//! Clock and random implementations.

use std::sync::Mutex;

use chrono::{DateTime, Utc};
use rand::rngs::StdRng;
use rand::{Rng, SeedableRng};
use uuid::Uuid;

use crate::infrastructure::ports::{ClockPort, RandomPort};

/// System clock - uses real time.
pub struct SystemClock;

impl SystemClock {
    pub fn new() -> Self {
        Self
    }
}

impl Default for SystemClock {
    fn default() -> Self {
        Self::new()
    }
}

impl ClockPort for SystemClock {
    fn now(&self) -> DateTime<Utc> {
        Utc::now()
    }
}

/// System random - uses real randomness.
pub struct SystemRandom;

impl SystemRandom {
    pub fn new() -> Self {
        Self
    }
}

impl Default for SystemRandom {
    fn default() -> Self {
        Self::new()
    }
}

impl RandomPort for SystemRandom {
    fn gen_range(&self, min: i32, max: i32) -> i32 {
        if max <= min {
            return min;
        }
        rand::thread_rng().gen_range(min..=max)
    }

    fn gen_uuid(&self) -> Uuid {
        Uuid::new_v4()
    }
}

/// Reproducible random - the same seed yields the same characters and ids.
pub struct SeededRandom {
    rng: Mutex<StdRng>,
}

impl SeededRandom {
    pub fn new(seed: u64) -> Self {
        Self {
            rng: Mutex::new(StdRng::seed_from_u64(seed)),
        }
    }

    fn with_rng<T>(&self, f: impl FnOnce(&mut StdRng) -> T) -> T {
        let mut guard = self
            .rng
            .lock()
            .unwrap_or_else(|poisoned| poisoned.into_inner());
        f(&mut guard)
    }
}

impl RandomPort for SeededRandom {
    fn gen_range(&self, min: i32, max: i32) -> i32 {
        if max <= min {
            return min;
        }
        self.with_rng(|rng| rng.gen_range(min..=max))
    }

    fn gen_uuid(&self) -> Uuid {
        let bytes: [u8; 16] = self.with_rng(|rng| rng.gen());
        uuid::Builder::from_random_bytes(bytes).into_uuid()
    }
}

/// Fixed clock for testing.
#[cfg(test)]
pub struct FixedClock(pub DateTime<Utc>);

#[cfg(test)]
impl ClockPort for FixedClock {
    fn now(&self) -> DateTime<Utc> {
        self.0
    }
}
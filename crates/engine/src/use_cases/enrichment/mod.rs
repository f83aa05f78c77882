//! Optional remote enrichment of finished characters.

use std::sync::Arc;

use forge_domain::Character;

use crate::infrastructure::content_sources::class_api_index;
use crate::infrastructure::ports::{ContentProviderPort, SpellSummary};

pub struct Enrichment {
    content: Arc<dyn ContentProviderPort>,
}

impl Enrichment {
    pub fn new(content: Arc<dyn ContentProviderPort>) -> Self {
        Self { content }
    }

    /// Spells on the character's class list. Empty for non-casters, for
    /// classes the provider does not know, and when the provider fails.
    pub async fn spells_for(&self, character: &Character) -> Vec<SpellSummary> {
        if !character.is_spellcaster() {
            return Vec::new();
        }
        let Some(index) = class_api_index(character.class()) else {
            tracing::debug!(class = character.class(), "No content index for class");
            return Vec::new();
        };
        match self.content.spells_for_class(index).await {
            Ok(spells) => spells,
            Err(e) => {
                tracing::warn!(class = index, error = %e, "Spell enrichment unavailable");
                Vec::new()
            }
        }
    }
}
--------
EXERCISE ::
With "bytes" as the word to match, copy each line of the records that has it.

EXPECTED OUTPUT ::
        let bytes: [u8; 16] = self.with_rng(|rng| rng.gen());
        uuid::Builder::from_random_bytes(bytes).into_uuid()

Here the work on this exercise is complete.